Bucatini Pasta with Butternut Squash, Crispy Bacon, Toasted Walnuts and Maple Syrup"It’s hard to believe fall is just around the corner, but it is. In other words, tis the season for fall flavors and fall dinner ideas! From maple syrup and crispy bacon to butternut squash and toasted walnuts, this bucatini pasta recipe is bursting with them.
1 box Barilla® Bucatini
4 tbs. maple syrup, divided
4 tbs. extra-virgin olive oil, divided
1/3 cup white onion, sliced
1 butternut squash, diced into half-inch pieces
1 cup bacon, julienned
1 tbs. chives, sliced
Salt and black pepper, to taste
1. Bring a pot of water to a boil, turn on the oven and set to 400°F.

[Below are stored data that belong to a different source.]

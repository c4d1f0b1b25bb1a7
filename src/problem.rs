//! The problem DSL (§6): `target ("#" digit)?`, where both `target` and
//! `digit` may be a single value, a range, or a bracketed comma list.
//! Ported from the simpler `number_re`/`tchisla_re` pair in the Python
//! original's `main.py`, generalised to the full grammar (ranges, lists,
//! rational targets) spec'd here.

use crate::errors::{TchislaError, Result};
use num_bigint::BigInt;
use num_rational::BigRational;

#[derive(Debug, Clone)]
pub struct Problem {
    pub targets: Vec<BigRational>,
    pub digits: Vec<u8>,
}

/// Parses one `target("#"digit)?` string. The digit part, if omitted,
/// resolves to all nine digits (§6: "If the digit part is omitted, all
/// nine digits are solved").
pub fn parse(input: &str) -> Result<Problem> {
    let input = input.trim();
    let (target_part, digit_part) = match input.split_once('#') {
        Some((t, d)) => (t, Some(d)),
        None => (input, None),
    };
    let targets = parse_target_list(target_part)?;
    let digits = match digit_part {
        Some(d) => parse_digit_list(d)?,
        None => (1..=9).collect(),
    };
    Ok(Problem { targets, digits })
}

fn parse_target_list(s: &str) -> Result<Vec<BigRational>> {
    let inner = strip_brackets(s);
    let mut targets = Vec::new();
    for item in inner.split(',') {
        let item = item.trim();
        if item.is_empty() {
            continue;
        }
        if let Some((lo, hi)) = item.split_once('-') {
            let lo = parse_number(lo)?;
            let hi = parse_number(hi)?;
            let (lo, hi) = (lo.to_integer(), hi.to_integer());
            let mut x = lo;
            while x <= hi {
                targets.push(BigRational::from_integer(x.clone()));
                x += 1;
            }
        } else {
            targets.push(parse_number(item)?);
        }
    }
    if targets.is_empty() {
        return Err(TchislaError::InvalidInput(s.to_string()));
    }
    Ok(targets)
}

fn parse_digit_list(s: &str) -> Result<Vec<u8>> {
    let inner = strip_brackets(s);
    let mut digits = Vec::new();
    for item in inner.split(',') {
        let item = item.trim();
        if item.is_empty() {
            continue;
        }
        if let Some((lo, hi)) = item.split_once('-') {
            let lo = parse_digit(lo)?;
            let hi = parse_digit(hi)?;
            for d in lo..=hi {
                digits.push(d);
            }
        } else {
            digits.push(parse_digit(item)?);
        }
    }
    if digits.is_empty() {
        return Err(TchislaError::InvalidInput(s.to_string()));
    }
    Ok(digits)
}

fn strip_brackets(s: &str) -> &str {
    let s = s.trim();
    s.strip_prefix('[').and_then(|s| s.strip_suffix(']')).unwrap_or(s)
}

fn parse_digit(s: &str) -> Result<u8> {
    s.trim()
        .parse::<u8>()
        .ok()
        .filter(|d| (1..=9).contains(d))
        .ok_or_else(|| TchislaError::InvalidInput(s.to_string()))
}

fn parse_number(s: &str) -> Result<BigRational> {
    let s = s.trim();
    if let Some((num, den)) = s.split_once('/') {
        let num: BigInt = num.trim().parse().map_err(|_| TchislaError::InvalidInput(s.to_string()))?;
        let den: BigInt = den.trim().parse().map_err(|_| TchislaError::InvalidInput(s.to_string()))?;
        if den == BigInt::from(0) {
            return Err(TchislaError::InvalidInput(s.to_string()));
        }
        Ok(BigRational::new(num, den))
    } else {
        let num: BigInt = s.parse().map_err(|_| TchislaError::InvalidInput(s.to_string()))?;
        Ok(BigRational::from_integer(num))
    }
}

#[cfg(test)]
mod tests {
    use super::*;

    #[test]
    fn bare_target_defaults_to_all_digits() {
        let p = parse("2017").unwrap();
        assert_eq!(p.targets, vec![BigRational::from_integer(BigInt::from(2017))]);
        assert_eq!(p.digits, (1..=9).collect::<Vec<_>>());
    }

    #[test]
    fn single_digit_suffix() {
        let p = parse("100#9").unwrap();
        assert_eq!(p.digits, vec![9]);
    }

    #[test]
    fn bracketed_target_list_with_ranges() {
        let p = parse("[3-5,10]#2").unwrap();
        assert_eq!(
            p.targets,
            vec![3, 4, 5, 10].into_iter().map(|n| BigRational::from_integer(BigInt::from(n))).collect::<Vec<_>>()
        );
    }

    #[test]
    fn bracketed_digit_list() {
        let p = parse("7#[2-4,9]").unwrap();
        assert_eq!(p.digits, vec![2, 3, 4, 9]);
    }

    #[test]
    fn rational_target() {
        let p = parse("1/7#3").unwrap();
        assert_eq!(p.targets, vec![BigRational::new(BigInt::from(1), BigInt::from(7))]);
    }

    #[test]
    fn invalid_token_reports_error() {
        assert!(parse("abc").is_err());
        assert!(parse("5#10").is_err());
    }
}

2. Render bacon in a skillet until crispy, drain and set aside.
3. Season butternut squash with three tbs. of maple syrup, add salt and pepper and roast in the oven until slightly brown and thoroughly cooked (approximately 30 minutes). Then, set aside.

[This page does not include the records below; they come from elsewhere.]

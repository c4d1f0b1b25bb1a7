use clap::Parser;
use tchisla::cli::Cli;
use tchisla::{driver, problem, records};

fn main() {
    env_logger::init();
    let cli = Cli::parse();

    let parsed = match problem::parse(&cli.problem) {
        Ok(p) => p,
        Err(err) => {
            eprintln!("{err}");
            std::process::exit(1);
        }
    };

    let chain = cli.solver_chain();
    let mut any_solved = false;

    for &n in &parsed.digits {
        for target in &parsed.targets {
            let mut max_depth = cli.max_depth;

            if cli.check_wr || cli.try_wr {
                if let Some(record_depth) = records::best_known_depth(n, &target.to_string()) {
                    log::info!("world record for {target}#{n} is {record_depth} digits");
                    max_depth = Some(match max_depth {
                        Some(d) => d.min(record_depth),
                        None => record_depth,
                    });
                }
            }

            println!("{target} # {n}");
            match driver::solve(n, target, &chain, max_depth, cli.verbose) {
                Some(solution) => {
                    any_solved = true;
                    print!("{}", solution.report);
                }
                None => {
                    println!("No solution found.");
                }
            }
        }
    }

    if !any_solved {
        log::warn!("no target in this problem was solved within the given depth bound");
    }
}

4. In a skillet, sauté onions with half the olive oil over medium heat for three to four minutes until translucent. Meanwhile, cook bucatini pasta according to package directions.
5. Process half of the butternut squash in a blender with one cup of cooking water (be cautious and start slowly, and then gradually increase the speed).
6. Stir in the creamy mixture and add the rest of the butternut squash to the skillet.
7. Drain Bucatini pasta and toss in the skillet with the butternut squash and olive oil.
8. Garnish with bacon and chives and drizzle with remaining maple syrup before serving.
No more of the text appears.